Старик дёрнул за поводья и быстро поехал. Все дети остались с моей 14 летней сестрёнкой и ревели они вместе на все лады. Мама с тётей Катей бились на санях в истерике. Когда отъехали подальше дед говорит:

– Я думал, он одумается, и оставит матерей с детьми, но, видимо, такой это человек, сердца у него нет.

Старичок­извозчик старался отвлечь нас от ужасного потрясения и рассказывал, что ехать до железнодорожной станции нам придётся несколько дней и впереди у нас дорога длиной  в 100 километров.

Когда мы выехали на шоссейную дорогу, был такой хороший день, светило солнце, мороз щекотал щёки, лес у дороги стоял сказочный. Снег искрился, как серебро. Воздух обжигал лёгкие. Дорога шла чуть на спуск, а у горизонта в гору. Перед нами сверху открылась широкая панорама алтайской природы. Мы смотрели на эту картину, и нам показалось, что огромная живая змея ползет по дороге. По всей дороге, друг за дружкой, рысцой бежали лошадки, запряжённые в сани, они везли наших руссланддойче в трудовую армию. Людей собрали, наверное, из нескольких районов. И так хорошо и далеко, далеко было видно. Я оглянулась назад, а там такая же картина, за нами тоже ехали много, много людей. Дедушка чтоб нас немного успокоить и отвлечь, всю дорогу что­нибудь рассказывал, а женщины во всех санях ревут в голос и такой рёв стоял над дорогой, что просто жутко становилось на душе.

НЕКРАСОВ

Я раньше сама писала стихи и вспомнила, как в школе «про стон» учила стихотворение Некрасова и стала его в уме переделывать на свой лад.

Выдь на Волгу: чей стон раздается
Над великою русской рекой?
Этот стон у нас песней зовется –
Российских немцев уводит конвой.
        Волга!
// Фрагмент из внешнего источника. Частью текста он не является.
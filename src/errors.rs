//! Error Types
//!
//! This module defines the error types used throughout the engine.
//!
//! # Overview
//!
//! Most failures inside a frame never surface as errors: a shader that does not
//! compile degrades its pass to the "no program" state and reports through the
//! [`MessageStack`](crate::services::MessageStack). The types here cover the
//! remaining cases:
//! - GPU device failures (resource creation, readback)
//! - Shader compilation failures reported by a device
//! - Backend initialization
//!
//! # Usage
//!
//! ```rust,ignore
//! use prism::errors::{PrismError, Result};
//!
//! fn pick(engine: &mut RenderEngine<impl GpuDevice>) -> Result<()> {
//!     let hits = engine.debug_pixel_pick(&mut pipeline, Vec2::new(0.5, 0.5))?;
//!     Ok(())
//! }
//! ```

use thiserror::Error;

use crate::shader::ShaderStage;

/// The main error type for the engine.
#[derive(Error, Debug)]
pub enum PrismError {
    // ========================================================================
    // GPU Errors
    // ========================================================================
    /// A device operation failed.
    #[error(transparent)]
    Device(#[from] DeviceError),

    /// A program failed to compile or link.
    #[error(transparent)]
    Compile(#[from] CompileError),

    // ========================================================================
    // Pipeline Errors
    // ========================================================================
    /// The referenced pipeline item does not exist or has the wrong type.
    #[error("Pipeline item not found: {0}")]
    ItemNotFound(String),

    // ========================================================================
    // I/O Errors
    // ========================================================================
    /// File I/O error.
    #[error("IO error: {0}")]
    IoError(#[from] std::io::Error),
}

/// Failure reported by a [`GpuDevice`](crate::device::GpuDevice) implementation.
#[derive(Error, Debug, Clone, PartialEq, Eq)]
pub enum DeviceError {
    /// Failed to request a compatible GPU adapter.
    #[error("Failed to request GPU adapter: {0}")]
    AdapterRequestFailed(String),

    /// Failed to create the GPU device.
    #[error("Failed to create GPU device: {0}")]
    DeviceCreateFailed(String),

    /// Resource creation failed.
    #[error("Failed to create {kind}: {reason}")]
    ResourceCreation {
        /// Kind of resource ("texture", "framebuffer", ...)
        kind: &'static str,
        /// Backend-provided reason
        reason: String,
    },

    /// A handle did not refer to a live resource.
    #[error("Invalid {0} handle")]
    InvalidHandle(&'static str),

    /// Reading data back from the GPU failed.
    #[error("GPU readback failed: {0}")]
    Readback(String),
}

/// A shader stage or program link failure with the raw compiler log.
#[derive(Error, Debug, Clone, PartialEq, Eq)]
#[error("{stage} stage failed to compile")]
pub struct CompileError {
    /// Stage that failed. Link errors are attributed to the fragment stage.
    pub stage: ShaderStage,
    /// Compiler output, one diagnostic per line.
    pub log: String,
}

impl CompileError {
    #[must_use]
    pub fn new(stage: ShaderStage, log: impl Into<String>) -> Self {
        Self {
            stage,
            log: log.into(),
        }
    }
}

/// Alias for `Result<T, PrismError>`.
pub type Result<T> = std::result::Result<T, PrismError>;
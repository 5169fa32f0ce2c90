use glam::{UVec2, Vec2, Vec4};

use crate::pipeline::ItemId;
use crate::services::RenderTextureId;

/// A target an id pick reads back.
#[derive(Debug, Clone, Copy, PartialEq, Eq, Hash)]
pub enum PixelTarget {
    Window,
    Texture(RenderTextureId),
}

/// What was drawn at one pixel of one target.
#[derive(Debug, Clone, PartialEq)]
pub struct PixelInfo {
    /// Color of the pixel in the last regular render.
    pub color: Vec4,
    pub target: PixelTarget,
    /// `"Window"` or the render texture's name.
    pub target_name: String,
    /// Attachment slot of the target in the pass that drew the item.
    pub target_index: Option<usize>,
    pub item: ItemId,
    /// The shader pass that drew `item`.
    pub pass: ItemId,
    /// Pixel position in the target.
    pub coordinate: UVec2,
    /// Position relative to the target size, as requested.
    pub relative_coordinate: Vec2,
}

/// Converts an 8-bit readback to a normalized color.
#[must_use]
pub fn normalize_color(rgba: [u8; 4]) -> Vec4 {
    Vec4::new(
        f32::from(rgba[0]),
        f32::from(rgba[1]),
        f32::from(rgba[2]),
        f32::from(rgba[3]),
    ) / 255.0
}

/// Pixel under a relative position, clamped into the target.
#[must_use]
pub fn pixel_coordinate(relative: Vec2, size: UVec2) -> UVec2 {
    let max = size.saturating_sub(UVec2::ONE);
    (relative * size.as_vec2()).as_uvec2().min(max)
}
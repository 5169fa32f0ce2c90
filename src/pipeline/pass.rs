use std::path::{Path, PathBuf};

use glam::UVec3;

use super::item::PipelineItem;
use super::macros::ShaderMacro;
use super::variables::VariableTable;
use crate::services::{AudioStream, PluginRef, RenderTextureId};

/// Maximum number of color targets a shader pass can bind.
pub const MAX_RENDER_TARGETS: usize = 16;

/// Fixed-capacity render target array. The first `None` terminates the list.
pub type RenderTargets = [Option<RenderTargetRef>; MAX_RENDER_TARGETS];

/// A color target bound by a shader pass.
#[derive(Debug, Clone, Copy, PartialEq, Eq, Hash)]
pub enum RenderTargetRef {
    /// The shared window surface owned by the engine.
    Window,
    /// A render texture owned by the object registry.
    Texture(RenderTextureId),
}

/// Source file and entry point of one shader stage.
#[derive(Debug, Clone, PartialEq, Eq, Default)]
pub struct ShaderStageDesc {
    pub path: PathBuf,
    pub entry: String,
}

impl ShaderStageDesc {
    #[must_use]
    pub fn new(path: impl Into<PathBuf>, entry: impl Into<String>) -> Self {
        Self {
            path: path.into(),
            entry: entry.into(),
        }
    }

    #[inline]
    #[must_use]
    pub fn is_empty(&self) -> bool {
        self.path.as_os_str().is_empty()
    }
}

// ─── ShaderPass ──────────────────────────────────────────────────────────────

/// A raster pass: a vertex/fragment(/geometry) program plus the draw and
/// state items it executes, rendered into up to [`MAX_RENDER_TARGETS`] color
/// targets.
#[derive(Debug)]
pub struct ShaderPass {
    pub active: bool,
    /// Draw calls and state blocks, executed in order.
    pub items: Vec<PipelineItem>,
    pub render_targets: RenderTargets,
    pub macros: Vec<ShaderMacro>,
    pub vertex: ShaderStageDesc,
    pub fragment: ShaderStageDesc,
    pub geometry: ShaderStageDesc,
    /// Whether the geometry stage takes part in the program.
    pub geometry_used: bool,
    pub variables: VariableTable,
}

impl Default for ShaderPass {
    fn default() -> Self {
        Self {
            active: true,
            items: Vec::new(),
            render_targets: [None; MAX_RENDER_TARGETS],
            macros: Vec::new(),
            vertex: ShaderStageDesc::default(),
            fragment: ShaderStageDesc::default(),
            geometry: ShaderStageDesc::default(),
            geometry_used: false,
            variables: VariableTable::default(),
        }
    }
}

impl ShaderPass {
    /// Creates an active pass rendering to the window surface.
    #[must_use]
    pub fn new(vertex: ShaderStageDesc, fragment: ShaderStageDesc) -> Self {
        let mut pass = Self {
            vertex,
            fragment,
            ..Default::default()
        };
        pass.render_targets[0] = Some(RenderTargetRef::Window);
        pass
    }

    /// Number of bound color targets (position of the first empty slot).
    #[must_use]
    pub fn target_count(&self) -> usize {
        self.render_targets
            .iter()
            .position(Option::is_none)
            .unwrap_or(MAX_RENDER_TARGETS)
    }

    /// Bound color targets in attachment order.
    pub fn targets(&self) -> impl Iterator<Item = RenderTargetRef> + '_ {
        self.render_targets.iter().map_while(|t| *t)
    }

    /// Replaces the bound targets. Extra entries beyond capacity are ignored.
    pub fn set_targets(&mut self, targets: &[RenderTargetRef]) {
        self.render_targets = [None; MAX_RENDER_TARGETS];
        for (slot, target) in self.render_targets.iter_mut().zip(targets) {
            *slot = Some(*target);
        }
    }

    /// Whether any stage of this pass is read from `path`.
    #[must_use]
    pub fn uses_file(&self, path: &Path) -> bool {
        self.vertex.path == path
            || self.fragment.path == path
            || (self.geometry_used && self.geometry.path == path)
    }
}

// ─── ComputePass ─────────────────────────────────────────────────────────────

/// A compute dispatch with its work-group counts.
#[derive(Debug)]
pub struct ComputePass {
    pub work_groups: UVec3,
    pub shader: ShaderStageDesc,
    pub macros: Vec<ShaderMacro>,
    pub variables: VariableTable,
}

impl ComputePass {
    #[must_use]
    pub fn new(shader: ShaderStageDesc, work_groups: UVec3) -> Self {
        Self {
            work_groups,
            shader,
            macros: Vec::new(),
            variables: VariableTable::default(),
        }
    }
}

// ─── AudioPass ───────────────────────────────────────────────────────────────

/// A shader-driven audio pass. Synthesis itself is done by the stream.
pub struct AudioPass {
    pub path: PathBuf,
    pub macros: Vec<ShaderMacro>,
    pub variables: VariableTable,
    pub stream: Option<Box<dyn AudioStream>>,
}

impl AudioPass {
    #[must_use]
    pub fn new(path: impl Into<PathBuf>, stream: Box<dyn AudioStream>) -> Self {
        Self {
            path: path.into(),
            macros: Vec::new(),
            variables: VariableTable::default(),
            stream: Some(stream),
        }
    }
}

// ─── PluginItem ──────────────────────────────────────────────────────────────

/// An item whose behavior is implemented by a plugin.
pub struct PluginItem {
    pub owner: PluginRef,
    /// Plugin-defined type name.
    pub item_type: String,
    /// Opaque plugin-side handle.
    pub user_data: u64,
    pub items: Vec<PipelineItem>,
}

impl PluginItem {
    #[must_use]
    pub fn new(owner: PluginRef, item_type: impl Into<String>, user_data: u64) -> Self {
        Self {
            owner,
            item_type: item_type.into(),
            user_data,
            items: Vec::new(),
        }
    }
}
Волга!.. Весной многоводной
        Ты не так заливаешь поля,
        Как великою скорбью народной
        Переполнилась наша земля,–
Где народ, там и стон… Эх, сердечный!
Что же значит твой стон бесконечный?
За невинность, покорность,  работу,
Повели под ружьём на Голгофу.
        Назови мне такую обитель,
        Я такого угла не видал,
        Где бы сеятель твой и хранитель,
        Русский немец сейчас не стонал?
Стонет он по полям, по дорогам,
Стонет он по тюрьмам, по острогам,
В рудниках, на железной цепи;
Стонет он по лесам и баракам,
        Замерзает в буранах, в степи;
        Стонет в собственном бедном домишке,
        Свету божьему, солнцу не рад;
        Стонет в каждом глухом городишке,
        В чём же немец Руси виноват?

– Да! – Тогда одиночный стон был на Руси, а сейчас хоровой, материнский рёв висит над матушкой  Россией. – Сделала я горький вывод и встряхнулась от своих мыслей.